Disclosure problems: When customers ask “how was this built?”, the truthful answer—“agents wrote it, other agents tested it against replicas”—provides no framework for evaluation. No industry standards define adequate satisfaction scores for agent-built software.
Contractual mismatch: Software contracts still use boilerplate language designed for human-built systems. The same limitation-of-liability clauses that once disclaimed human imperfection now disclaim the absence of humans entirely.
Skills and Oversight Erosion
StrongDM’s model doesn’t augment traditional software engineering—it replaces it. The humans design systems and monitor outputs but never program. The fundamental skill of reading and writing code becomes unnecessary.
As these approaches spread, the institutional knowledge needed to understand failures may disappear. When something breaks in an AI-built system, the humans who could diagnose the problem may no longer exist within the organization.
The Regulatory Challenge
Current software regulation operates reactively, responding to harm after it occurs. But AI-driven software factories create new categories of risk that existing frameworks don’t address:
- No regulatory standard covers software that no human has reviewed
- No audit methodology exists for agent-built code tested against simulated services
- No procurement guidelines help buyers evaluate AI-generated software claims
The exponential adoption curve means the window for regulatory preparation is narrow. If StrongDM’s approach spreads at current rates, software factories could produce significant portions of commercial software within two years.
What Comes Next
The greatest risk isn’t that AI-written code will be worse than human-written code—it may be better. The risk is that when it fails, no one will understand why or how to fix it.

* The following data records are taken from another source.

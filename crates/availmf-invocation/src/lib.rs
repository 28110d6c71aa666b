//! Invocation table (spec 4.H).
//!
//! Correlates an asynchronous reply with the interface that issued it.
//! A library call that must wait for a cluster-wide decision (a
//! healthcheck response, a CSI set/remove acknowledgement, a component
//! terminate acknowledgement) stashes its context here and gets back a
//! `u64` id to hand to the callee; the callee threads the id through
//! unchanged and the reply path uses [`InvocationTable::take`] to
//! recover the original interface and data.

use std::collections::HashMap;

use thiserror::Error;

/// Distinguishes which reply handler a pending invocation belongs to.
#[derive(Debug, Clone, Copy, PartialEq, Eq, Hash)]
pub enum Interface {
    Healthcheck,
    CsiSet,
    CsiRemove,
    CompTerminate,
}

#[derive(Error, Debug, Clone, Copy, PartialEq, Eq)]
#[error("invocation id not found")]
pub struct NotFound;

struct Slot<D> {
    interface: Interface,
    data: D,
}

/// Dense array of pending invocations, indexed by id.
///
/// Ids are reused: a freed slot is pushed onto a free list and handed
/// back out by the next `create`, so the table never grows past its
/// high-water mark of concurrently pending invocations.
pub struct InvocationTable<D> {
    slots: Vec<Option<Slot<D>>>,
    free: Vec<u64>,
}

impl<D> InvocationTable<D> {
    pub fn new() -> Self {
        Self { slots: Vec::new(), free: Vec::new() }
    }

    /// Registers a pending invocation and returns its id.
    pub fn create(&mut self, interface: Interface, data: D) -> u64 {
        let slot = Slot { interface, data };
        if let Some(id) = self.free.pop() {
            self.slots[id as usize] = Some(slot);
            id
        } else {
            let id = self.slots.len() as u64;
            self.slots.push(Some(slot));
            id
        }
    }

    /// Clears and returns the contents of `id`.
    pub fn take(&mut self, id: u64) -> Result<(Interface, D), NotFound> {
        let slot = self.slots.get_mut(id as usize).ok_or(NotFound)?.take().ok_or(NotFound)?;
        self.free.push(id);
        Ok((slot.interface, slot.data))
    }

    pub fn peek(&self, id: u64) -> Option<&Interface> {
        self.slots.get(id as usize)?.as_ref().map(|s| &s.interface)
    }

    pub fn len(&self) -> usize {
        self.slots.iter().filter(|s| s.is_some()).count()
    }

    pub fn is_empty(&self) -> bool {
        self.len() == 0
    }
}

impl<D: PartialEq> InvocationTable<D> {
    /// Scans for an invocation whose data equals `data` and clears it,
    /// returning its id. Used when the original caller is destroyed
    /// before a reply arrives and every invocation referencing it must
    /// be cancelled (the spec's `destroy_by_data` pointer scan).
    pub fn destroy_by_data(&mut self, data: &D) -> Option<u64> {
        let id = self.slots.iter().position(|s| s.as_ref().map(|s| &s.data) == Some(data))? as u64;
        let _ = self.take(id);
        Some(id)
    }
}

impl<D> Default for InvocationTable<D> {
    fn default() -> Self {
        Self::new()
    }
}

/// Variant keyed by an arbitrary correlation key instead of data
/// equality, for callers that want `destroy_by_data`-like cleanup
/// without requiring `D: PartialEq`.
pub struct KeyedInvocationTable<K, D> {
    table: InvocationTable<D>,
    by_key: HashMap<K, u64>,
}

impl<K: std::hash::Hash + Eq + Clone, D> KeyedInvocationTable<K, D> {
    pub fn new() -> Self {
        Self { table: InvocationTable::new(), by_key: HashMap::new() }
    }

    pub fn create(&mut self, key: K, interface: Interface, data: D) -> u64 {
        let id = self.table.create(interface, data);
        self.by_key.insert(key, id);
        id
    }

    pub fn take(&mut self, id: u64) -> Result<(Interface, D), NotFound> {
        self.table.take(id)
    }

    pub fn destroy_by_key(&mut self, key: &K) -> Option<(Interface, D)> {
        let id = self.by_key.remove(key)?;
        self.table.take(id).ok()
    }
}

impl<K: std::hash::Hash + Eq + Clone, D> Default for KeyedInvocationTable<K, D> {
    fn default() -> Self {
        Self::new()
    }
}
fn apply_csi_response(graph: &mut AmfGraph, si_name: &Name, csi_name: &Name, success: bool) -> Result<Vec<Effect>, AmfError> {
    let si = graph.sis.get_mut(si_name).ok_or_else(|| AmfError::SiNotFound(si_name.clone()))?;
    let entry = si.assignments.entry(csi_name.clone()).or_insert_with(|| crate::ha::CsiAssignment::new(HaState::Active));
    *entry = entry.on_response(success);

    if success {
        Ok(vec![])
    } else {
        Ok(vec![Effect::Diagnostic {
            message: format!("CSI {} assignment failed for SI {}; SG redundancy policy re-evaluation required", csi_name.as_str(), si_name.as_str()),
        }])
    }
}

fn apply_quiescing_complete(graph: &mut AmfGraph, si_name: &Name, csi_name: &Name) -> Result<Vec<Effect>, AmfError> {
    let si = graph.sis.get_mut(si_name).ok_or_else(|| AmfError::SiNotFound(si_name.clone()))?;
    if let Some(entry) = si.assignments.get_mut(csi_name) {
        *entry = entry.quiescing_complete();
    }
    Ok(vec![])
}

fn apply_node_left(graph: &mut AmfGraph, node: &Name) -> Result<Vec<Effect>, AmfError> {
    let su_names: Vec<Name> = graph.sus_of_node(node).map(|su| su.name.clone()).collect();
    let mut effects = Vec::new();

    for su_name in &su_names {
        if let Some(su) = graph.su_mut(su_name) {
            su.oper_state = OperState::Disabled;
        }
        let comp_names: Vec<Name> = graph.comps_of_su(su_name).map(|c| c.name.clone()).collect();
        for comp_name in comp_names {
            if let Some(c) = graph.comp_mut(&comp_name) {
                c.error_suspected = false;
                c.presence_state = crate::presence::PresenceState::Uninstantiated;
                c.oper_state = OperState::Disabled;
            }
        }
    }

    for si in graph.sis.values_mut() {
        for assignment in si.assignments.values_mut() {
            if assignment.outcome != crate::ha::AssignmentOutcome::Confirmed {
                *assignment = crate::ha::CsiAssignment { ha_state: assignment.ha_state, outcome: crate::ha::AssignmentOutcome::Failed };
            }
        }
    }

    if let Some(n) = graph.nodes.get_mut(node) {
        n.oper_state = OperState::Disabled;
    }
    effects.push(Effect::Diagnostic { message: format!("node {} left; {} SUs reset to UNINSTANTIATED", node.as_str(), su_names.len()) });
    Ok(effects)
}

#[cfg(test)]
mod tests {
    use super::*;
    use crate::entity::{AdminState, Application, Capability, Component, ComponentCategory, Node, ServiceGroup, ServiceInstance, ServiceUnit};
    use crate::presence::PresenceState;
    use crate::recovery::RecommendedRecovery;
    use std::collections::HashMap;

    fn base_component(name: Name, su: Name) -> Component {
        Component {
            name,
            su,
            comptype: "t".into(),
            category: ComponentCategory::SaAware,
            capability: Capability::OneActive,
            num_max_active_csi: 1,
            num_max_standby_csi: 1,
            instantiation_level: 1,
            default_clc_cli_timeout_ns: 1_000_000_000,
            default_callback_timeout_ns: 1_000_000_000,
            instantiate_cmd: "/bin/true".into(),
            terminate_cmd: None,
            cleanup_cmd: "/bin/true".into(),
            am_start_cmd: None,
            am_stop_cmd: None,
            clccli_path: None,
            env: vec![],
            proxy_name: None,
            presence_state: PresenceState::Instantiated,
            oper_state: OperState::Enabled,
            error_suspected: false,
            restart_count: 0,
            recovery_on_error: RecommendedRecovery::ComponentRestart,
            disable_restart: false,
            healthchecks: HashMap::new(),
        }
    }

    fn base_graph() -> AmfGraph {
        let mut g = AmfGraph::new();
        let node = Name::new("node1").unwrap();
        g.nodes.insert(node.clone(), Node { name: node.clone(), oper_state: OperState::Enabled, admin_state: AdminState::Unlocked });
        let app = Name::new("app1").unwrap();
        g.apps.insert(app.clone(), Application { name: app.clone(), clccli_path: None });
        let sg = Name::new("sg1").unwrap();
        g.sgs.insert(
            sg.clone(),
            ServiceGroup {
                name: sg.clone(),
                app,
                redundancy_model: crate::entity::RedundancyModel::NoRedundancy,
                escalation: Default::default(),
                restart_max: 1,
                su_restart_max: 0,
                su_failover_max: 1,
            },
        );
        let su = Name::new("su1").unwrap();
        g.sus.insert(
            su.clone(),
            ServiceUnit {
                name: su.clone(),
                sg: sg.clone(),
                node: node.clone(),
                rank: 0,
                oper_state: OperState::Enabled,
                admin_state: AdminState::Unlocked,
                readiness_stopping: false,
            },
        );
        let comp = Name::new("comp1").unwrap();
        g.comps.insert(comp.clone(), base_component(comp.clone(), su.clone()));
        let si = Name::new("si1").unwrap();
        g.sis.insert(
            si.clone(),
            ServiceInstance {
                name: si,
                sg,
                rank: vec![],
                admin_state: AdminState::Unlocked,
                pref_active_assignments: 1,
                pref_standby_assignments: 1,
                num_curr_active_assignments: 0,
                num_curr_standby_assignments: 0,
                assignments: HashMap::new(),
            },
        );
        g
    }

    #[test]
    fn presence_event_drives_transition_and_oper_state() {
        let g = base_graph();
        let comp = Name::new("comp1").unwrap();
        let (g, effects) = apply_event(g, AmfEvent::Presence { comp: comp.clone(), event: PresenceEvent::RestartRequested }).unwrap();
        assert_eq!(g.comps[&comp].presence_state, PresenceState::Restarting(crate::presence::RestartingStep::Terminate));
        assert!(effects.iter().any(|e| matches!(e, Effect::RunCleanupHook { .. })));
    }

    #[test]
    fn unknown_component_is_an_error() {
        let g = base_graph();
        let missing = Name::new("ghost").unwrap();
        let result = apply_event(g, AmfEvent::Presence { comp: missing, event: PresenceEvent::RestartRequested });
        assert!(result.is_err());
    }

    #[test]
    fn component_restart_error_report_runs_restart_policy() {
        let g = base_graph();
        let comp = Name::new("comp1").unwrap();
        let (g, effects) =
            apply_event(g, AmfEvent::ErrorReport { comp: comp.clone(), recommended_recovery: RecommendedRecovery::ComponentRestart }).unwrap();
        assert_eq!(g.comps[&comp].presence_state, PresenceState::Restarting(crate::presence::RestartingStep::Terminate));
        assert!(g.comps[&comp].error_suspected);
        assert!(!effects.is_empty());
    }

    #[test]
    fn repeated_restarts_escalate_to_su_failover() {
        let mut g = base_graph();
        let comp = Name::new("comp1").unwrap();
        for _ in 0..2 {
            g.comp_mut(&comp).unwrap().presence_state = PresenceState::Instantiated;
            let (next, effects) =
                apply_event(g, AmfEvent::ErrorReport { comp: comp.clone(), recommended_recovery: RecommendedRecovery::ComponentRestart }).unwrap();
            g = next;
            if effects.iter().any(|e| matches!(e, Effect::UnassignAllCsis { .. })) {
                return;
            }
        }
        panic!("expected SU failover escalation within 2 restarts given restart_max=1");
    }

    #[test]
    fn disable_restart_goes_straight_to_component_failover() {
        let mut g = base_graph();
        let comp = Name::new("comp1").unwrap();
        g.comp_mut(&comp).unwrap().disable_restart = true;
        let (_, effects) =
            apply_event(g, AmfEvent::ErrorReport { comp, recommended_recovery: RecommendedRecovery::ComponentRestart }).unwrap();
        assert!(effects.iter().any(|e| matches!(e, Effect::UnassignAllCsis { .. })));
    }

    #[test]
    fn su_restart_ceiling_restarts_other_components_on_su() {
        let mut g = base_graph();
        g.sg_mut(&Name::new("sg1").unwrap()).unwrap().restart_max = 0;
        g.sg_mut(&Name::new("sg1").unwrap()).unwrap().su_restart_max = 1;
        let su = Name::new("su1").unwrap();
        let comp1 = Name::new("comp1").unwrap();
        let comp2 = Name::new("comp2").unwrap();
        g.comps.insert(comp2.clone(), base_component(comp2.clone(), su.clone()));

        let (g, effects) =
            apply_event(g, AmfEvent::ErrorReport { comp: comp1.clone(), recommended_recovery: RecommendedRecovery::ComponentRestart }).unwrap();
        assert_eq!(g.comps[&comp2].presence_state, PresenceState::Restarting(crate::presence::RestartingStep::Terminate));
        assert!(!effects.iter().any(|e| matches!(e, Effect::UnassignAllCsis { .. })), "SU-restart tier must not yet escalate to SU failover");
    }

    #[test]
    fn node_left_resets_hosted_components() {
        let g = base_graph();
        let node = Name::new("node1").unwrap();
        let (g, _) = apply_event(g, AmfEvent::NodeLeft { node }).unwrap();
        let comp = Name::new("comp1").unwrap();
        assert_eq!(g.comps[&comp].presence_state, PresenceState::Uninstantiated);
        assert_eq!(g.comps[&comp].oper_state, OperState::Disabled);
    }
}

Organizations considering AI-driven development need to address three questions: Who takes responsibility for AI-generated failures? How do you verify software quality without human expertise? What happens when the humans who could debug the system are no longer part of the process?
The software factory represents more than a productivity improvement. It’s a fundamental inversion of how we assign responsibility for software behavior. The regulatory and legal frameworks that govern this transition will determine whether this technology serves users or simply optimizes for metrics that miss what users actually need.